--- TASK TO CARRY OUT ---
Please return the lines below verbatim, beginning at the one that has "filename src/prediction.rs" and stopping after the one that has "pub struct Scoreline", and add no other lines.

__________

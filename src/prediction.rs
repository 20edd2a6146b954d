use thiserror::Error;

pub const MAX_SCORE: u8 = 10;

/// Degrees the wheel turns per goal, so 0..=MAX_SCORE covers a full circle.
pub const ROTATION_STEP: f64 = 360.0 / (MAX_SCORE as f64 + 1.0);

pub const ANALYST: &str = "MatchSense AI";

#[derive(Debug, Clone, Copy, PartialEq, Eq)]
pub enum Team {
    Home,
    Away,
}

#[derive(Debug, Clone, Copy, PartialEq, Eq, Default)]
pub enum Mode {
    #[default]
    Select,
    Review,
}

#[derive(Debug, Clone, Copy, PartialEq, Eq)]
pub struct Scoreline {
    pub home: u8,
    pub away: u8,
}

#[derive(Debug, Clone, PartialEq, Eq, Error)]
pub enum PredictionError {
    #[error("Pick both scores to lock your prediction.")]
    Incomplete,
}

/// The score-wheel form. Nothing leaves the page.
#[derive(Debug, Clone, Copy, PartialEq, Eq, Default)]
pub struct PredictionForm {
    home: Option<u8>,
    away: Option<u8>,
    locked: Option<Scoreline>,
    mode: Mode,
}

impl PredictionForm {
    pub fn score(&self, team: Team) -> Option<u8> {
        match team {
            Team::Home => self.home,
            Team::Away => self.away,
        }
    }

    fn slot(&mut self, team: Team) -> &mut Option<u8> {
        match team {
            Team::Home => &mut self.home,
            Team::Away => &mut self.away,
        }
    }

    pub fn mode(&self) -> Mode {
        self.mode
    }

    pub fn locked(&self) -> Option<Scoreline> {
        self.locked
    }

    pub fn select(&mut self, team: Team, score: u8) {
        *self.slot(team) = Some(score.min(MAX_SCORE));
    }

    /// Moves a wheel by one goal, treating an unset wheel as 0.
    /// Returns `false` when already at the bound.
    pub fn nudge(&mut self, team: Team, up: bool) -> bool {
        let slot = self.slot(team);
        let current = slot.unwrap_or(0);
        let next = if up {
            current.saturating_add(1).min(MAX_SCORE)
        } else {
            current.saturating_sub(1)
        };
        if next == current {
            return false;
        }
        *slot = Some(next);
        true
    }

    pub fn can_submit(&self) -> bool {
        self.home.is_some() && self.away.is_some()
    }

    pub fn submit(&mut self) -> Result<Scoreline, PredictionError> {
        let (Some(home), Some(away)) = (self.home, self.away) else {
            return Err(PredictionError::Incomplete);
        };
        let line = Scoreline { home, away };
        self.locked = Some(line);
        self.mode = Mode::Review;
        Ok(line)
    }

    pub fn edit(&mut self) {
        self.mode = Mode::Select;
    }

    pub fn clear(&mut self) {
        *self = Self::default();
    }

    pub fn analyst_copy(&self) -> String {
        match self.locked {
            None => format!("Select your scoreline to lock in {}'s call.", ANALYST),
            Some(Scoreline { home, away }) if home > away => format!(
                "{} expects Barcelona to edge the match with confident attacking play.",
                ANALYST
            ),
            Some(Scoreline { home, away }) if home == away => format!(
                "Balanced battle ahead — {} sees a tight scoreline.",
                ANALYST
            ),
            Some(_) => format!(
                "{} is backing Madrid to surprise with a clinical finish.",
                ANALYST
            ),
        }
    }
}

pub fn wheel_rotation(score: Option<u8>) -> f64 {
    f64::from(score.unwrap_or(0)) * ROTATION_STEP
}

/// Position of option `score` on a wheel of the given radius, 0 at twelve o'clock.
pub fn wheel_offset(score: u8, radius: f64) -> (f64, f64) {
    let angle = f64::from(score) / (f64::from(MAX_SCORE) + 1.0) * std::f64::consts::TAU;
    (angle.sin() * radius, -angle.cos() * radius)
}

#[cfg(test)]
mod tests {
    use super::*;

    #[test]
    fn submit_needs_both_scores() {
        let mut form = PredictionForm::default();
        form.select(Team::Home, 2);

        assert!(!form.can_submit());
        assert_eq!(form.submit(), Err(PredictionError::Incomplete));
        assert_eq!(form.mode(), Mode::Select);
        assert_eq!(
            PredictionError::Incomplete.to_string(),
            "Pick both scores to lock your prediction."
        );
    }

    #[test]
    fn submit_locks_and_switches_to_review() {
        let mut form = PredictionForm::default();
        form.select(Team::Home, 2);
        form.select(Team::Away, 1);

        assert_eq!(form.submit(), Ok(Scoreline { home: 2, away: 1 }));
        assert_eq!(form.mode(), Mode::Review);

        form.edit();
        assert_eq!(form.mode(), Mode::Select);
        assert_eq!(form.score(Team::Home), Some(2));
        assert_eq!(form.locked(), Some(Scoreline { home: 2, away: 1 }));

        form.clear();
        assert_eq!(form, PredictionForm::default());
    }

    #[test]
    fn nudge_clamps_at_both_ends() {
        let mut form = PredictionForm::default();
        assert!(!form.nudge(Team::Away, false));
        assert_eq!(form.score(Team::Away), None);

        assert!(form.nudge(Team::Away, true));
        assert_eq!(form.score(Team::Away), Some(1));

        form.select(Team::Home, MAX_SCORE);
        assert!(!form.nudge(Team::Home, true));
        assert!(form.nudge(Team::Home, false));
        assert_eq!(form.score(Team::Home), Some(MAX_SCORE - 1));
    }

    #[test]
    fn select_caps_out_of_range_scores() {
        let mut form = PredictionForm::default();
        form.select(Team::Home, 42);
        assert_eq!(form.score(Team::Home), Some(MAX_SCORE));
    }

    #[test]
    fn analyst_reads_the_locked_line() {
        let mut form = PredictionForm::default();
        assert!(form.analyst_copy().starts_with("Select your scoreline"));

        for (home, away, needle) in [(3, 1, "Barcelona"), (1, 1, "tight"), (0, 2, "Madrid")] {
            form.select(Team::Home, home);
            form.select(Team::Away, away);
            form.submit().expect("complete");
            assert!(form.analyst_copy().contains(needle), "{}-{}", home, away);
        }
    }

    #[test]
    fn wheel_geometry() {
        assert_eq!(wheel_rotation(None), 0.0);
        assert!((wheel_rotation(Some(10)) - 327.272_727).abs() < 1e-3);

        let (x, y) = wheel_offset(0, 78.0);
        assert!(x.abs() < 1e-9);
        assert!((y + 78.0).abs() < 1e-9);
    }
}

__________

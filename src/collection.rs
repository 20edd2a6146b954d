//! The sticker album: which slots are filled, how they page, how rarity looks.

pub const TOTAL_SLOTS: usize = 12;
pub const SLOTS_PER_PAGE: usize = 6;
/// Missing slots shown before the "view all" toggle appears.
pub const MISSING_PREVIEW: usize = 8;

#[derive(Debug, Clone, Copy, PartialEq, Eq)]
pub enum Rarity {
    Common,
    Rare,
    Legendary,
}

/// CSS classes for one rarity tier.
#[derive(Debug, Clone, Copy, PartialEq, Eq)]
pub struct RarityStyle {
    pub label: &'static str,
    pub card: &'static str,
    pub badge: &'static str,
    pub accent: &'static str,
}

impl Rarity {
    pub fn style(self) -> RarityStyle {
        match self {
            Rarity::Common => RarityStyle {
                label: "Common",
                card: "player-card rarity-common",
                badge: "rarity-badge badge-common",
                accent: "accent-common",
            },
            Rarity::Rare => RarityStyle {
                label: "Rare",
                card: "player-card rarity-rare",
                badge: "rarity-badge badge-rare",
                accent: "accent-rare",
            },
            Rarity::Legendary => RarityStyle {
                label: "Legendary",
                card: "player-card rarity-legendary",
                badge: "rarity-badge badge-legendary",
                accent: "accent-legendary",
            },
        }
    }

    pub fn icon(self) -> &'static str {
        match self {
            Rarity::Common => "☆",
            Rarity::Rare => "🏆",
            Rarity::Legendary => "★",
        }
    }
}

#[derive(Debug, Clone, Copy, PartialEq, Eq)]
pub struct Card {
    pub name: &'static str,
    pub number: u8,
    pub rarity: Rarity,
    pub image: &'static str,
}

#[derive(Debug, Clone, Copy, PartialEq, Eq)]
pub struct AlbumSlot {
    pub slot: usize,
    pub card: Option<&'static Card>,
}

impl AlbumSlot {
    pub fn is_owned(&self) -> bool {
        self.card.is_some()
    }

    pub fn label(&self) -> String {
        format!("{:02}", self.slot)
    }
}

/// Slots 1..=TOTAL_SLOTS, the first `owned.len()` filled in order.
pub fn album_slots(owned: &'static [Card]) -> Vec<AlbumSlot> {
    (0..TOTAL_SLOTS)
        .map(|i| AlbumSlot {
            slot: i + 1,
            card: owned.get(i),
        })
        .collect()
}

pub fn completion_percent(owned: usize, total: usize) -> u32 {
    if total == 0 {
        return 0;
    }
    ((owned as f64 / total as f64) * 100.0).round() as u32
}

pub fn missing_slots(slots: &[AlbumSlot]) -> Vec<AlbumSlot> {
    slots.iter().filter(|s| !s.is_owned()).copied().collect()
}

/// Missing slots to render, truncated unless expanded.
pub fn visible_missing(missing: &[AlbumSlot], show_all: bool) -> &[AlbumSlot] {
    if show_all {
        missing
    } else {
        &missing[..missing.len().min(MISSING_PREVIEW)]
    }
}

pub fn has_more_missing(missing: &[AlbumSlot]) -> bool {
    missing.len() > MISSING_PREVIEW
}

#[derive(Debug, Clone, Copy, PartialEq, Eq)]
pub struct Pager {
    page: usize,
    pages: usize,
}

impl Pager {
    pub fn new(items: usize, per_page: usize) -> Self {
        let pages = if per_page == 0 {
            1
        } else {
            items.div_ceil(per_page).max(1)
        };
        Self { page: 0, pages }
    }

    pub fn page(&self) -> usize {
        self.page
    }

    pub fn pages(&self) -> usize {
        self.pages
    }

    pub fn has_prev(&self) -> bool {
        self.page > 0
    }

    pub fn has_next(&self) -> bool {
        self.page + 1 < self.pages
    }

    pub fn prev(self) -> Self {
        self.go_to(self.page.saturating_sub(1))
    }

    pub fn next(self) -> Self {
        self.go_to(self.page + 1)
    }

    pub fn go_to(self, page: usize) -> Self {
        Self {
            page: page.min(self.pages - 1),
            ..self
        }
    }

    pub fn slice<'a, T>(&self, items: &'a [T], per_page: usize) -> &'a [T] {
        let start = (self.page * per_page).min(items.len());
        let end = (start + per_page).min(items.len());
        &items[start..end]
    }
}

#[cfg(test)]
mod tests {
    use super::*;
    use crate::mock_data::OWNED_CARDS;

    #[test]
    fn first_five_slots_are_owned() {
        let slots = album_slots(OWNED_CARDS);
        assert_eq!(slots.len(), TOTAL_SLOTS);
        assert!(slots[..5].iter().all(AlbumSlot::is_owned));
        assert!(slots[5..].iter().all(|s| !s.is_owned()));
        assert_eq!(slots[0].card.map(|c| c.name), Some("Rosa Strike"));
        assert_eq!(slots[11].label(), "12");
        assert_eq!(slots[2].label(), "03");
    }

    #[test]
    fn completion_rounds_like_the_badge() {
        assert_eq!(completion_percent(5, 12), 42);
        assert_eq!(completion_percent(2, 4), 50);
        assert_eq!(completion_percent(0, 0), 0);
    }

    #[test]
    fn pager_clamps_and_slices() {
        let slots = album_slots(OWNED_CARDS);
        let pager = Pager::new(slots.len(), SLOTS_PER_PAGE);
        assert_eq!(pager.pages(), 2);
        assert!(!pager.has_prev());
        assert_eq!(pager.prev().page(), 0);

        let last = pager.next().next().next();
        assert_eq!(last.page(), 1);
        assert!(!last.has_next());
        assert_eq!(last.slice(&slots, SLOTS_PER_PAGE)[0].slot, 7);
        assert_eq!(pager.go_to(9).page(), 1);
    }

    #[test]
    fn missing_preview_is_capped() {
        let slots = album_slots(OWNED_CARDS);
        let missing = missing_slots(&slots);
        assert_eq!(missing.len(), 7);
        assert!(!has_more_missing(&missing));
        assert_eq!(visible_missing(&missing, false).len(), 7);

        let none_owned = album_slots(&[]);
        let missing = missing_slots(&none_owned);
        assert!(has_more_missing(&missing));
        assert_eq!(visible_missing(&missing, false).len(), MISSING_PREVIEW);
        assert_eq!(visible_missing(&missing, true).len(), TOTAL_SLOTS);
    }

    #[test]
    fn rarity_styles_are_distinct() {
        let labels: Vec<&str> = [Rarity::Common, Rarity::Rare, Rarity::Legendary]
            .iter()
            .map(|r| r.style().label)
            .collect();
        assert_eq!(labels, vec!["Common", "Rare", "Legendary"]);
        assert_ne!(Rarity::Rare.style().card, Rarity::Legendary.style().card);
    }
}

__________

--- RESULT OF THE EXERCISE ---
filename src/prediction.rs
repository 20edd2a6146b954d
use thiserror::Error;

pub const MAX_SCORE: u8 = 10;

/// Degrees the wheel turns per goal, so 0..=MAX_SCORE covers a full circle.
pub const ROTATION_STEP: f64 = 360.0 / (MAX_SCORE as f64 + 1.0);

pub const ANALYST: &str = "MatchSense AI";

#[derive(Debug, Clone, Copy, PartialEq, Eq)]
pub enum Team {
    Home,
    Away,
}

#[derive(Debug, Clone, Copy, PartialEq, Eq, Default)]
pub enum Mode {
    #[default]
    Select,
    Review,
}

#[derive(Debug, Clone, Copy, PartialEq, Eq)]
pub struct Scoreline {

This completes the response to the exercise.